MOSUL, Iraq, (Reuters) – A suicide car bomber killed 38 people as they left a Shi’ite Muslim mosque just outside the volatile northern Iraqi city of Mosul, officials said yesterday, while bombs in Baghdad killed another 12.
Police said 140 people were wounded in the suicide bombing, one of several attacks in recent weeks targeting Shi’ite religious gatherings. The provincial governor, Atheel al-Nujaifi, said 37 people died in the attack and 276 were wounded. A week ago a series of blasts outside Shi’ite mosques in Baghdad killed 31 people. Sunni Islamist militants like al Qaeda, who consider Shi’ites heretics, are often blamed.
“I was in the house when this explosion happened.

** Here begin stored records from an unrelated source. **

//! Profile store
//!
//! Single owner of the accepted profiles. Every mutation takes the write
//! lock for the whole validate, persist, index sequence; readers share the
//! read lock and always see a consistent index. Persistence is written
//! before the index so a failed write leaves the store unchanged.

use std::collections::HashSet;
use std::sync::Arc;

use parking_lot::RwLock;
use tracing::{debug, info};

use super::index::ProfileIndex;
use super::validator::ProfileValidator;
use crate::domain::charging_profile::{
    AddChargingProfileSource, ChargingLimitSource, ChargingProfile, ClearChargingProfileCriteria,
    ClearChargingProfileResponse, GetChargingProfilesRequest, ProfilePersistence,
    ReportedChargingProfile, SetChargingProfileResponse, STATION_WIDE_ID,
};
use crate::support::errors::StorageResult;

pub struct ProfileStore {
    index: RwLock<ProfileIndex>,
    persistence: Arc<dyn ProfilePersistence>,
    validator: ProfileValidator,
}

impl ProfileStore {
    /// Build the store from whatever `persistence` already holds.
    pub fn load(
        validator: ProfileValidator,
        persistence: Arc<dyn ProfilePersistence>,
    ) -> StorageResult<Self> {
        let records = persistence.load_all()?;
        let index = ProfileIndex::from_records(records);
        info!(profiles = index.len(), "Charging profiles loaded");
        Ok(Self {
            index: RwLock::new(index),
            persistence,
            validator,
        })
    }

    pub fn validator(&self) -> &ProfileValidator {
        &self.validator
    }

    // ── Mutations ──────────────────────────────────────────────

    /// Store `profile` under `evse_id` without validating it, replacing any
    /// profile with the same id wherever it lives.
    pub fn add_profile(
        &self,
        profile: ChargingProfile,
        evse_id: i32,
    ) -> StorageResult<SetChargingProfileResponse> {
        self.add_profile_with_source(profile, evse_id, ChargingLimitSource::default())
    }

    pub fn add_profile_with_source(
        &self,
        profile: ChargingProfile,
        evse_id: i32,
        source: ChargingLimitSource,
    ) -> StorageResult<SetChargingProfileResponse> {
        let mut index = self.index.write();
        self.insert(&mut index, profile, evse_id, source)?;
        Ok(SetChargingProfileResponse::accepted())
    }

    /// Validate `profile` and store it when valid. Rejections are returned
    /// as a `Rejected` response and leave the store untouched.
    pub fn validate_and_add_profile(
        &self,
        profile: ChargingProfile,
        evse_id: i32,
        source: AddChargingProfileSource,
    ) -> StorageResult<SetChargingProfileResponse> {
        self.validate_and_add_profile_with_limit_source(
            profile,
            evse_id,
            source,
            ChargingLimitSource::default(),
        )
    }

    pub fn validate_and_add_profile_with_limit_source(
        &self,
        profile: ChargingProfile,
        evse_id: i32,
        source: AddChargingProfileSource,
        limit_source: ChargingLimitSource,
    ) -> StorageResult<SetChargingProfileResponse> {
        let mut index = self.index.write();

        let result = self.validator.validate(&profile, evse_id, source, &index);
        if !result.is_valid() {
            info!(
                profile_id = profile.id,
                evse_id,
                purpose = %profile.purpose,
                result = %result,
                "Charging profile rejected"
            );
            metrics::counter!("smart_charging_profiles_total", "result" => "rejected").increment(1);
            metrics::counter!("smart_charging_profile_rejections_total", "reason" => result.as_str())
                .increment(1);
            return Ok(SetChargingProfileResponse::rejected(result));
        }

        let profile = self.validator.normalize(profile, evse_id);
        self.insert(&mut index, profile, evse_id, limit_source)?;
        metrics::counter!("smart_charging_profiles_total", "result" => "accepted").increment(1);
        Ok(SetChargingProfileResponse::accepted())
    }

    fn insert(
        &self,
        index: &mut ProfileIndex,
        profile: ChargingProfile,
        evse_id: i32,
        source: ChargingLimitSource,
    ) -> StorageResult<()> {
        self.persistence.upsert(evse_id, &profile, source)?;

        let profile_id = profile.id;
        let purpose = profile.purpose;
        let replaced = index.insert(ReportedChargingProfile {
            evse_id,
            profile,
            source,
        });
        info!(
            profile_id,
            evse_id,
            %purpose,
            replaced_evse_id = replaced.map(|r| r.evse_id),
            "Charging profile stored"
        );
        Ok(())
    }

    /// Remove the profile with `profile_id` if given, otherwise every
    /// profile matching `criteria` (all of them when `None`). External
    /// constraints are only removable by id.
    pub fn clear_profiles(
        &self,
        profile_id: Option<i32>,
        criteria: Option<&ClearChargingProfileCriteria>,
    ) -> StorageResult<ClearChargingProfileResponse> {
        let mut index = self.index.write();

        if let Some(profile_id) = profile_id {
            if index.get(profile_id).is_none() {
                debug!(profile_id, "No charging profile to clear");
                return Ok(ClearChargingProfileResponse::unknown());
            }
            self.persistence.delete(profile_id)?;
            index.remove(profile_id);
            info!(profile_id, "Charging profile cleared");
            return Ok(ClearChargingProfileResponse::accepted());
        }

        let criteria = criteria.cloned().unwrap_or_default();
        let matching: Vec<i32> = index
            .iter()
            .filter(|record| criteria.matches(record.evse_id, &record.profile))
            .map(|record| record.profile.id)
            .collect();
        if matching.is_empty() {
            debug!(?criteria, "No charging profiles match clear criteria");
            return Ok(ClearChargingProfileResponse::unknown());
        }

        self.persistence.delete_by(&criteria)?;
        for profile_id in &matching {
            index.remove(*profile_id);
        }
        info!(?criteria, cleared = matching.len(), "Charging profiles cleared");
        Ok(ClearChargingProfileResponse::accepted())
    }

    /// Drop every profile bound to `transaction_id`, in any scope.
    pub fn delete_transaction_tx_profiles(&self, transaction_id: &str) -> StorageResult<usize> {
        let mut index = self.index.write();

        let matching = index.ids_for_transaction(transaction_id);
        if matching.is_empty() {
            return Ok(0);
        }

        self.persistence.delete_by_transaction(transaction_id)?;
        for profile_id in &matching {
            index.remove(*profile_id);
        }
        info!(transaction_id, removed = matching.len(), "Transaction profiles removed");
        Ok(matching.len())
    }

    // ── Queries ────────────────────────────────────────────────

    pub fn get_profiles(&self) -> Vec<ReportedChargingProfile> {
        self.index.read().iter().cloned().collect()
    }

    /// Profiles stored under exactly `evse_id`.
    pub fn get_profiles_on_evse(&self, evse_id: i32) -> Vec<ChargingProfile> {
        self.index
            .read()
            .on_evse(evse_id)
            .map(|record| record.profile.clone())
            .collect()
    }

    /// Profiles that currently apply to `evse_id`: its own first, then the
    /// station-wide ones, each re-checked against the current device model
    /// and transaction state.
    pub fn get_valid_profiles(&self, evse_id: i32) -> Vec<ChargingProfile> {
        let index = self.index.read();

        let station_wide = (evse_id != STATION_WIDE_ID)
            .then(|| index.on_evse(STATION_WIDE_ID))
            .into_iter()
            .flatten();

        let mut seen = HashSet::new();
        index
            .on_evse(evse_id)
            .chain(station_wide)
            .filter(|record| seen.insert(record.profile.id))
            .filter(|record| {
                let result = self.validator.revalidate(record, &index);
                if !result.is_valid() {
                    debug!(
                        profile_id = record.profile.id,
                        evse_id = record.evse_id,
                        result = %result,
                        "Stored profile no longer applies"
                    );
                }
                result.is_valid()
            })
            .map(|record| record.profile.clone())
            .collect()
    }

    /// Stored profiles selected by a GetChargingProfiles request.
    pub fn get_reported_profiles(
        &self,
        request: &GetChargingProfilesRequest,
    ) -> Vec<ReportedChargingProfile> {
        self.index
            .read()
            .iter()
            .filter(|record| request.evse_id.map_or(true, |evse_id| evse_id == record.evse_id))
            .filter(|record| request.criteria.matches(record))
            .cloned()
            .collect()
    }
}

I hurried to the mosque to search for my father in the ruins…I found him seriously wounded, and took him to hospital, but he died,” said Khalil Qasim, 19, crying.
Mosul authorities urged citizens to donate blood and appealed for construction vehicles to lift debris trapping victims of the attack, which took place in Shreikhan, a majority Shi’ite Turkmen village just north of Mosul city.
Bombings and shootings are reported almost daily in Mosul.
The insurgency in Iraq has waned in the last 18 months, but insurgents have been able to hide out in the mountainous areas around Mosul, 390 km (240 miles) north of Baghdad, and have exploited divisions between Mosul’s feuding Arabs and Kurds.